[GIVEN DATA]
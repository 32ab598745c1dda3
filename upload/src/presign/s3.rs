//! S3-backed presigner

use std::sync::Arc;
use std::time::Duration;

use async_trait::async_trait;
use aws_sdk_s3::{presigning::PresigningConfig, Client as S3Client};
use chrono::{DateTime, Utc};
use tracing::debug;

use super::{PresignError, PresignResult, PresignedUpload, Presigner, PutObjectDescriptor};

/// Presigns uploads with the S3 SDK
///
/// Signing happens locally; no request is sent to S3.
pub struct S3Presigner {
    s3_client: Arc<S3Client>,
    presigned_url_expiry_secs: u64,
}

impl S3Presigner {
    /// Creates a new presigner
    ///
    /// # Arguments
    ///
    /// * `s3_client` - Pre-configured S3 client
    /// * `presigned_url_expiry_secs` - Validity of issued URLs in seconds
    #[must_use]
    pub const fn new(s3_client: Arc<S3Client>, presigned_url_expiry_secs: u64) -> Self {
        Self {
            s3_client,
            presigned_url_expiry_secs,
        }
    }
}

#[async_trait]
impl Presigner for S3Presigner {
    /// Generates a presigned URL for a PUT of the described object
    ///
    /// # Errors
    ///
    /// Returns `PresignError::ConfigError` if the expiry is out of range
    /// Returns `PresignError::S3Error` if the SDK fails to sign the request
    async fn presign(&self, descriptor: &PutObjectDescriptor) -> PresignResult<PresignedUpload> {
        let expiry = Duration::from_secs(self.presigned_url_expiry_secs);

        let presigned_config = PresigningConfig::expires_in(expiry).map_err(|e| {
            PresignError::ConfigError(format!("Failed to create presigning config: {e}"))
        })?;

        let presigned_request = self
            .s3_client
            .put_object()
            .bucket(&descriptor.bucket)
            .key(&descriptor.key)
            .content_type(&descriptor.content_type)
            .set_cache_control(descriptor.cache_control.clone())
            .set_content_md5(descriptor.content_md5.clone())
            .set_metadata(Some(descriptor.metadata.clone()))
            .presigned(presigned_config)
            .await?;

        let headers = presigned_request
            .headers()
            .map(|(name, value)| (name.to_ascii_lowercase(), value.to_string()))
            .collect();

        let expires_at: DateTime<Utc> = Utc::now() + expiry;

        debug!(
            "Presigned PUT for {}/{} expires at: {}",
            descriptor.bucket, descriptor.key, expires_at
        );

        Ok(PresignedUpload {
            url: presigned_request.uri().to_string(),
            headers,
            expires_at,
        })
    }
}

[PROBLEM DESCRIPTION] Copy each line of the listing that carries the string "Duration".

[YOUR SOLUTION]
use std::time::Duration;
        let expiry = Duration::from_secs(self.presigned_url_expiry_secs);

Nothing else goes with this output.